Business

How to lower tariffs and not give China preferential treatment

The government can have its cake and eat it too, writes Mike Moffatt

(Adrian Wyld, AP Photo/The Canadian Press)

This article first appeared in Canadian Business.

The government’s latest position on Budget 2013’s tariff changes is that the modifications are necessary to ensure that China does not receive special treatment. As the prime minister put it, “we do not think it is appropriate to have special tariff reductions only for companies from countries like China.” This is problematic and not simply because these changes affect 72 countries, of which China is only one. The truth of the matter is that the existing treatment of imports from China is not particularly favourable but there is a much better way to ensure that imports from China receive Canada’s least favourable tariff treatment.

The Customs Tariff is exceedingly complex, with up to 16 different tariff treatments (rates) for each product, based on the country of origin of that product. Countries can be assigned multiple tariff treatments and, for a given product, are assessed the lowest of the multiple rates that apply.

To simplify matters, we can lump countries into four different buckets, from (on average) the most favourable treatment to least favourable treatment. Those four groups are as follows:

Group Spec: Countries that receive reduced (special) tariffs from trade deals or are included in the Commonwealth Caribbean Countries Tariff (CCCT).

Group LDCT: Countries not in Group Spec, but which are eligible for the Least Developed Country Tariff (LDCT) due to their relative poverty.

Group GPT: Countries not in Group Spec or LDCT, but which are eligible for the General Preferential Tariff (GPT) thanks to their middle-income status. This is the group China currently belongs to.

Group MFN: Countries not in the first three groups and therefore subject to the highest rate, the Most-Favoured Nation (MFN) rate.

The GPT group is by far the largest, with nearly half of the countries and territories recognized by the Customs Tariff falling into this group:

Of those 227 territories and countries, only 44 countries receive less favourable tariff treatment than the existing treatment given to China.

The 44 in the existing MFN group are mostly European countries (including the 27 countries that make up the E.U.), Japan and Taiwan. Canada is currently negotiating trade deals with the majority of these countries, which will see them leave the MFN group.
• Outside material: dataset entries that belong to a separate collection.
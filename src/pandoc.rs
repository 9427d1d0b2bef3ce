//! Pandoc AST Builders
//!
//! Constructors for the native JSON tree the external renderer accepts.
//! Every fragment the resolver splices is built from these.

use serde_json::{json, Value};

pub const API_VERSION: [u32; 3] = [1, 23, 1];

pub fn str_node(text: &str) -> Value {
    json!({"t": "Str", "c": text})
}

pub fn space() -> Value {
    json!({"t": "Space"})
}

/// Split text on whitespace into `Str`/`Space` inlines
pub fn inlines_from_text(text: &str) -> Vec<Value> {
    let mut inlines = Vec::new();
    for (i, word) in text.split_whitespace().enumerate() {
        if i > 0 {
            inlines.push(space());
        }
        inlines.push(str_node(word));
    }
    inlines
}

pub fn para(inlines: Vec<Value>) -> Value {
    json!({"t": "Para", "c": inlines})
}

pub fn plain(inlines: Vec<Value>) -> Value {
    json!({"t": "Plain", "c": inlines})
}

pub fn strong(inlines: Vec<Value>) -> Value {
    json!({"t": "Strong", "c": inlines})
}

/// Attr triple: `[id, [classes], [[key, value], ...]]`
pub fn attr(id: &str, classes: &[&str], pairs: &[(&str, &str)]) -> Value {
    let pairs: Vec<Value> = pairs.iter().map(|(k, v)| json!([k, v])).collect();
    json!([id, classes, pairs])
}

pub fn empty_attr() -> Value {
    attr("", &[], &[])
}

pub fn span(attr: Value, inlines: Vec<Value>) -> Value {
    json!({"t": "Span", "c": [attr, inlines]})
}

pub fn div(attr: Value, blocks: Vec<Value>) -> Value {
    json!({"t": "Div", "c": [attr, blocks]})
}

pub fn cell(blocks: Vec<Value>) -> Value {
    json!({
        "t": "Cell",
        "c": [empty_attr(), {"t": "AlignDefault"}, 1, 1, blocks]
    })
}

pub fn row(cells: Vec<Value>) -> Value {
    json!({"t": "Row", "c": [empty_attr(), cells]})
}

pub fn col_spec() -> Value {
    json!([{"t": "AlignDefault"}, {"t": "ColWidthDefault"}])
}

pub fn caption(text: Option<&str>) -> Value {
    match text {
        Some(text) if !text.trim().is_empty() => {
            json!([null, [para(inlines_from_text(text))]])
        }
        _ => json!([null, []]),
    }
}

/// Complete `Table` block with one head and one body
pub fn table(
    columns: usize,
    head: Vec<Value>,
    body: Vec<Value>,
    caption_text: Option<&str>,
) -> Value {
    let col_specs: Vec<Value> = (0..columns).map(|_| col_spec()).collect();
    json!({
        "t": "Table",
        "c": [
            empty_attr(),
            caption(caption_text),
            col_specs,
            {"t": "TableHead", "c": [empty_attr(), head]},
            [{"t": "TableBody", "c": [empty_attr(), 0, [], body]}],
            {"t": "TableFoot", "c": [empty_attr(), []]}
        ]
    })
}

pub fn image(alt_text: &str, target: &str) -> Value {
    json!({
        "t": "Image",
        "c": [empty_attr(), inlines_from_text(alt_text), [target, ""]]
    })
}

pub fn figure(id: &str, caption_text: &str, image: Value) -> Value {
    json!({
        "t": "Figure",
        "c": [attr(id, &["figure"], &[]), caption(Some(caption_text)), [plain(vec![image])]]
    })
}

/// Concatenated text of `Str` inlines, ignoring whitespace nodes.
/// Returns `None` when any other inline type is present.
pub fn plain_text(inlines: &[Value]) -> Option<String> {
    let mut text = String::new();
    for inline in inlines {
        match inline.get("t").and_then(Value::as_str) {
            Some("Str") => text.push_str(inline.get("c").and_then(Value::as_str).unwrap_or("")),
            Some("Space") | Some("SoftBreak") => {}
            _ => return None,
        }
    }
    Some(text)
}

pub fn node_type(node: &Value) -> Option<&str> {
    node.get("t").and_then(Value::as_str)
}

#[cfg(test)]
mod tests {
    use super::*;

    #[test]
    fn inlines_split_on_whitespace() {
        let inlines = inlines_from_text("Yaw  MAE:\t1.5 deg");
        assert_eq!(inlines.len(), 7);
        assert_eq!(plain_text(&inlines).unwrap(), "YawMAE:1.5deg");
    }

    #[test]
    fn plain_text_rejects_markup() {
        let inlines = vec![str_node("a"), strong(vec![str_node("b")])];
        assert!(plain_text(&inlines).is_none());
    }

    #[test]
    fn table_has_six_parts() {
        let t = table(2, vec![], vec![], Some("cap"));
        assert_eq!(node_type(&t), Some("Table"));
        assert_eq!(t["c"].as_array().unwrap().len(), 6);
        assert_eq!(t["c"][2].as_array().unwrap().len(), 2);
    }
}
If we want to ensure imports from China receive the least favourable tariff treatment Canada allows, there is a simple solution. First complete trade negotiations with the E.U. and Japan, which leaves only 16 countries, most of which are minor European nations such as San Marino and Montenegro. The MFN and GPT groups can then be merged by lowering the tariffs on those 16 countries down to GPT rates.

This plan would see the Customs Code cleaned up, imports from China receive the least favourable tariff treatment, and tariffs for Canadian consumers go down, rather than up by $333 million per year. What’s not to love?